▸ WHAT IS NEEDED:
Output the entire listing below exactly as it stands.

Start of DATA

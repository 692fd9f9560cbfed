//! Source fetch for report derivation.
//!
//! All five sources are read inside one transaction on one connection, so a
//! mutation committing mid-fetch cannot leave a report with a partial view.

use std::sync::Arc;

use diesel::prelude::*;
use diesel::sqlite::SqliteConnection;

use finbooks_core::books::{BookSources, BooksRepositoryTrait, SourceWindow};
use finbooks_core::cash::CashTransaction;
use finbooks_core::errors::Result;
use finbooks_core::fees::TradingFee;
use finbooks_core::funds::MutualFundTransaction;
use finbooks_core::invoices::Invoice;
use finbooks_core::stocks::StockTransaction;

use crate::cash::model::CashTransactionDB;
use crate::db::{get_connection, DbPool};
use crate::errors::StorageError;
use crate::fees::model::TradingFeeDB;
use crate::funds::model::MutualFundTransactionDB;
use crate::invoices::model::InvoiceDB;
use crate::schema::{
    cash_transactions, invoices, mutual_fund_transactions, stock_transactions, trading_fees,
};
use crate::stocks::model::StockTransactionDB;

pub struct BooksRepository {
    pool: Arc<DbPool>,
}

impl BooksRepository {
    pub fn new(pool: Arc<DbPool>) -> Self {
        Self { pool }
    }
}

fn fetch_all(
    conn: &mut SqliteConnection,
    user_id: &str,
    window: &SourceWindow,
) -> Result<BookSources> {
    let mut cash_query = cash_transactions::table
        .filter(cash_transactions::user_id.eq(user_id))
        .filter(cash_transactions::date.le(window.end))
        .into_boxed();
    if let Some(start) = window.start {
        cash_query = cash_query.filter(cash_transactions::date.ge(start));
    }
    let cash_rows = cash_query
        .order(cash_transactions::date.asc())
        .load::<CashTransactionDB>(conn)
        .map_err(StorageError::from)?;

    let mut invoice_query = invoices::table
        .filter(invoices::user_id.eq(user_id))
        .filter(invoices::invoice_date.le(window.end))
        .into_boxed();
    if let Some(start) = window.start {
        invoice_query = invoice_query.filter(invoices::invoice_date.ge(start));
    }
    let invoice_rows = invoice_query
        .order(invoices::invoice_date.asc())
        .load::<InvoiceDB>(conn)
        .map_err(StorageError::from)?;

    let mut stock_query = stock_transactions::table
        .filter(stock_transactions::user_id.eq(user_id))
        .filter(stock_transactions::transaction_date.le(window.end))
        .into_boxed();
    if let Some(start) = window.start {
        stock_query = stock_query.filter(stock_transactions::transaction_date.ge(start));
    }
    let stock_rows = stock_query
        .order(stock_transactions::transaction_date.asc())
        .load::<StockTransactionDB>(conn)
        .map_err(StorageError::from)?;

    let mut fund_query = mutual_fund_transactions::table
        .filter(mutual_fund_transactions::user_id.eq(user_id))
        .filter(mutual_fund_transactions::transaction_date.le(window.end))
        .into_boxed();
    if let Some(start) = window.start {
        fund_query = fund_query.filter(mutual_fund_transactions::transaction_date.ge(start));
    }
    let fund_rows = fund_query
        .order(mutual_fund_transactions::transaction_date.asc())
        .load::<MutualFundTransactionDB>(conn)
        .map_err(StorageError::from)?;

    let mut fee_query = trading_fees::table
        .filter(trading_fees::user_id.eq(user_id))
        .filter(trading_fees::fee_date.le(window.end))
        .into_boxed();
    if let Some(start) = window.start {
        fee_query = fee_query.filter(trading_fees::fee_date.ge(start));
    }
    let fee_rows = fee_query
        .order(trading_fees::fee_date.asc())
        .load::<TradingFeeDB>(conn)
        .map_err(StorageError::from)?;

    Ok(BookSources {
        cash_transactions: cash_rows
            .into_iter()
            .map(CashTransaction::try_from)
            .collect::<Result<_>>()?,
        invoices: invoice_rows
            .into_iter()
            .map(Invoice::try_from)
            .collect::<Result<_>>()?,
        stock_transactions: stock_rows
            .into_iter()
            .map(StockTransaction::try_from)
            .collect::<Result<_>>()?,
        fund_transactions: fund_rows
            .into_iter()
            .map(MutualFundTransaction::try_from)
            .collect::<Result<_>>()?,
        trading_fees: fee_rows
            .into_iter()
            .map(TradingFee::try_from)
            .collect::<Result<_>>()?,
    })
}

impl BooksRepositoryTrait for BooksRepository {
    fn fetch_sources(&self, user_id: &str, window: &SourceWindow) -> Result<BookSources> {
        let mut conn = get_connection(&self.pool)?;
        conn.transaction::<_, StorageError, _>(|c| {
            fetch_all(c, user_id, window).map_err(StorageError::from)
        })
        .map_err(|e: StorageError| e.into())
    }
}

End of DATA

▸ EXPECTED OUTPUT:
repository 692fd9f9560cbfed
//! Source fetch for report derivation.
//!
//! All five sources are read inside one transaction on one connection, so a
//! mutation committing mid-fetch cannot leave a report with a partial view.

use std::sync::Arc;

use diesel::prelude::*;
use diesel::sqlite::SqliteConnection;

use finbooks_core::books::{BookSources, BooksRepositoryTrait, SourceWindow};
use finbooks_core::cash::CashTransaction;
use finbooks_core::errors::Result;
use finbooks_core::fees::TradingFee;
use finbooks_core::funds::MutualFundTransaction;
use finbooks_core::invoices::Invoice;
use finbooks_core::stocks::StockTransaction;

use crate::cash::model::CashTransactionDB;
use crate::db::{get_connection, DbPool};
use crate::errors::StorageError;
use crate::fees::model::TradingFeeDB;
use crate::funds::model::MutualFundTransactionDB;
use crate::invoices::model::InvoiceDB;
use crate::schema::{
    cash_transactions, invoices, mutual_fund_transactions, stock_transactions, trading_fees,
};
use crate::stocks::model::StockTransactionDB;

pub struct BooksRepository {
    pool: Arc<DbPool>,
}

impl BooksRepository {
    pub fn new(pool: Arc<DbPool>) -> Self {
        Self { pool }
    }
}

fn fetch_all(
    conn: &mut SqliteConnection,
    user_id: &str,
    window: &SourceWindow,
) -> Result<BookSources> {
    let mut cash_query = cash_transactions::table
        .filter(cash_transactions::user_id.eq(user_id))
        .filter(cash_transactions::date.le(window.end))
        .into_boxed();
    if let Some(start) = window.start {
        cash_query = cash_query.filter(cash_transactions::date.ge(start));
    }
    let cash_rows = cash_query
        .order(cash_transactions::date.asc())
        .load::<CashTransactionDB>(conn)
        .map_err(StorageError::from)?;

    let mut invoice_query = invoices::table
        .filter(invoices::user_id.eq(user_id))
        .filter(invoices::invoice_date.le(window.end))
        .into_boxed();
    if let Some(start) = window.start {
        invoice_query = invoice_query.filter(invoices::invoice_date.ge(start));
    }
    let invoice_rows = invoice_query
        .order(invoices::invoice_date.asc())
        .load::<InvoiceDB>(conn)
        .map_err(StorageError::from)?;

    let mut stock_query = stock_transactions::table
        .filter(stock_transactions::user_id.eq(user_id))
        .filter(stock_transactions::transaction_date.le(window.end))
        .into_boxed();
    if let Some(start) = window.start {
        stock_query = stock_query.filter(stock_transactions::transaction_date.ge(start));
    }
    let stock_rows = stock_query
        .order(stock_transactions::transaction_date.asc())
        .load::<StockTransactionDB>(conn)
        .map_err(StorageError::from)?;

    let mut fund_query = mutual_fund_transactions::table
        .filter(mutual_fund_transactions::user_id.eq(user_id))
        .filter(mutual_fund_transactions::transaction_date.le(window.end))
        .into_boxed();
    if let Some(start) = window.start {
        fund_query = fund_query.filter(mutual_fund_transactions::transaction_date.ge(start));
    }
    let fund_rows = fund_query
        .order(mutual_fund_transactions::transaction_date.asc())
        .load::<MutualFundTransactionDB>(conn)
        .map_err(StorageError::from)?;

    let mut fee_query = trading_fees::table
        .filter(trading_fees::user_id.eq(user_id))
        .filter(trading_fees::fee_date.le(window.end))
        .into_boxed();
    if let Some(start) = window.start {
        fee_query = fee_query.filter(trading_fees::fee_date.ge(start));
    }
    let fee_rows = fee_query
        .order(trading_fees::fee_date.asc())
        .load::<TradingFeeDB>(conn)
        .map_err(StorageError::from)?;

    Ok(BookSources {
        cash_transactions: cash_rows
            .into_iter()
            .map(CashTransaction::try_from)
            .collect::<Result<_>>()?,
        invoices: invoice_rows
            .into_iter()
            .map(Invoice::try_from)
            .collect::<Result<_>>()?,
        stock_transactions: stock_rows
            .into_iter()
            .map(StockTransaction::try_from)
            .collect::<Result<_>>()?,
        fund_transactions: fund_rows
            .into_iter()
            .map(MutualFundTransaction::try_from)
            .collect::<Result<_>>()?,
        trading_fees: fee_rows
            .into_iter()
            .map(TradingFee::try_from)
            .collect::<Result<_>>()?,
    })
}

impl BooksRepositoryTrait for BooksRepository {
    fn fetch_sources(&self, user_id: &str, window: &SourceWindow) -> Result<BookSources> {
        let mut conn = get_connection(&self.pool)?;
        conn.transaction::<_, StorageError, _>(|c| {
            fetch_all(c, user_id, window).map_err(StorageError::from)
        })
        .map_err(|e: StorageError| e.into())
    }
}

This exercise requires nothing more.